Musim Haji dan Dinamika Kota Makkah

Menjelang puncak haji, suasana Kota Makkah biasanya berubah drastis. Ribuan bus jemaah mulai memadati kawasan sekitar Masjidil Haram, hotel-hotel penuh, dan jalur transportasi utama dijaga ketat selama 24 jam. Di saat yang sama, berbagai layanan publik juga melakukan penyesuaian operasional agar aktivitas jemaah tetap nyaman dan aman.
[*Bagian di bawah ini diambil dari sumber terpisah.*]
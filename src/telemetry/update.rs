//! # Telemetry Updates
//!
//! Tagged partial updates, one variant per field group. Each variant carries
//! exactly the fields its group owns.

use super::snapshot::{FieldGroup, TelemetrySnapshot};

/// A field-group update delivered by a telemetry source
#[derive(Debug, Clone, PartialEq)]
pub enum TelemetryUpdate {
    Position {
        latitude: f64,
        longitude: f64,
        altitude_msl: f32,
        altitude_rel: f32,
    },
    Attitude {
        roll: f32,
        pitch: f32,
        yaw: f32,
    },
    Velocity {
        north: f32,
        east: f32,
        down: f32,
    },
    Power {
        voltage: f32,
        current: f32,
        remaining: f32,
    },
    SatFix {
        satellites: u32,
        fix_type: i32,
    },
    /// Mode and armed state. A `None` leaves that field as it was, so the
    /// source can report a mode change and an arming change separately.
    ModeArm {
        flight_mode: Option<String>,
        armed: Option<bool>,
    },
}

impl TelemetryUpdate {
    /// Update carrying only the armed flag
    pub fn armed(armed: bool) -> Self {
        TelemetryUpdate::ModeArm { flight_mode: None, armed: Some(armed) }
    }

    /// Update carrying only the flight mode name
    pub fn flight_mode(mode: impl Into<String>) -> Self {
        TelemetryUpdate::ModeArm { flight_mode: Some(mode.into()), armed: None }
    }

    /// The group this update belongs to
    pub fn group(&self) -> FieldGroup {
        match self {
            TelemetryUpdate::Position { .. } => FieldGroup::Position,
            TelemetryUpdate::Attitude { .. } => FieldGroup::Attitude,
            TelemetryUpdate::Velocity { .. } => FieldGroup::Velocity,
            TelemetryUpdate::Power { .. } => FieldGroup::Power,
            TelemetryUpdate::SatFix { .. } => FieldGroup::SatFix,
            TelemetryUpdate::ModeArm { .. } => FieldGroup::ModeArm,
        }
    }

    /// Overwrite the fields owned by this update's group. Nothing else is touched.
    pub(crate) fn apply_to(self, snapshot: &mut TelemetrySnapshot) {
        match self {
            TelemetryUpdate::Position { latitude, longitude, altitude_msl, altitude_rel } => {
                snapshot.latitude = latitude;
                snapshot.longitude = longitude;
                snapshot.altitude_msl = altitude_msl;
                snapshot.altitude_rel = altitude_rel;
            }
            TelemetryUpdate::Attitude { roll, pitch, yaw } => {
                snapshot.roll = roll;
                snapshot.pitch = pitch;
                snapshot.yaw = yaw;
            }
            TelemetryUpdate::Velocity { north, east, down } => {
                snapshot.velocity_north = north;
                snapshot.velocity_east = east;
                snapshot.velocity_down = down;
            }
            TelemetryUpdate::Power { voltage, current, remaining } => {
                snapshot.battery_voltage = voltage;
                snapshot.battery_current = current;
                snapshot.battery_remaining = remaining;
            }
            TelemetryUpdate::SatFix { satellites, fix_type } => {
                snapshot.gps_satellites = satellites;
                snapshot.gps_fix_type = fix_type;
            }
            TelemetryUpdate::ModeArm { flight_mode, armed } => {
                if let Some(mode) = flight_mode {
                    snapshot.flight_mode = mode;
                }
                if let Some(armed) = armed {
                    snapshot.armed = armed;
                }
            }
        }
    }
}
Dalam buku The Hajj: Pilgrimage in Islam karya F. E. Peters disebutkan bahwa haji bukan hanya peristiwa spiritual, tetapi juga fenomena sosial dan logistik terbesar di dunia Islam yang membutuhkan koordinasi lintas sektor secara kompleks. Dengan demikian, kebijakan pendidikan daring di Makkah menjadi bagian kecil dari rangkaian besar persiapan pemerintah Arab Saudi menghadapi puncak musim haji.

Pendidikan Tetap Berjalan di Tengah Musim Haji

Meski fokus utama tertuju pada pelayanan jemaah haji, pemerintah Arab Saudi tetap berupaya menjaga keberlangsungan pendidikan para siswa. Kebijakan pembelajaran daring ini memperlihatkan bagaimana teknologi dimanfaatkan untuk menyeimbangkan kebutuhan ibadah, pelayanan publik, dan pendidikan secara bersamaan.

Dengan sistem digital yang sudah berkembang, para siswa di Makkah tetap dapat belajar dari rumah tanpa harus menghadapi kepadatan lalu lintas dan aktivitas kota yang meningkat tajam selama musim haji berlangsung.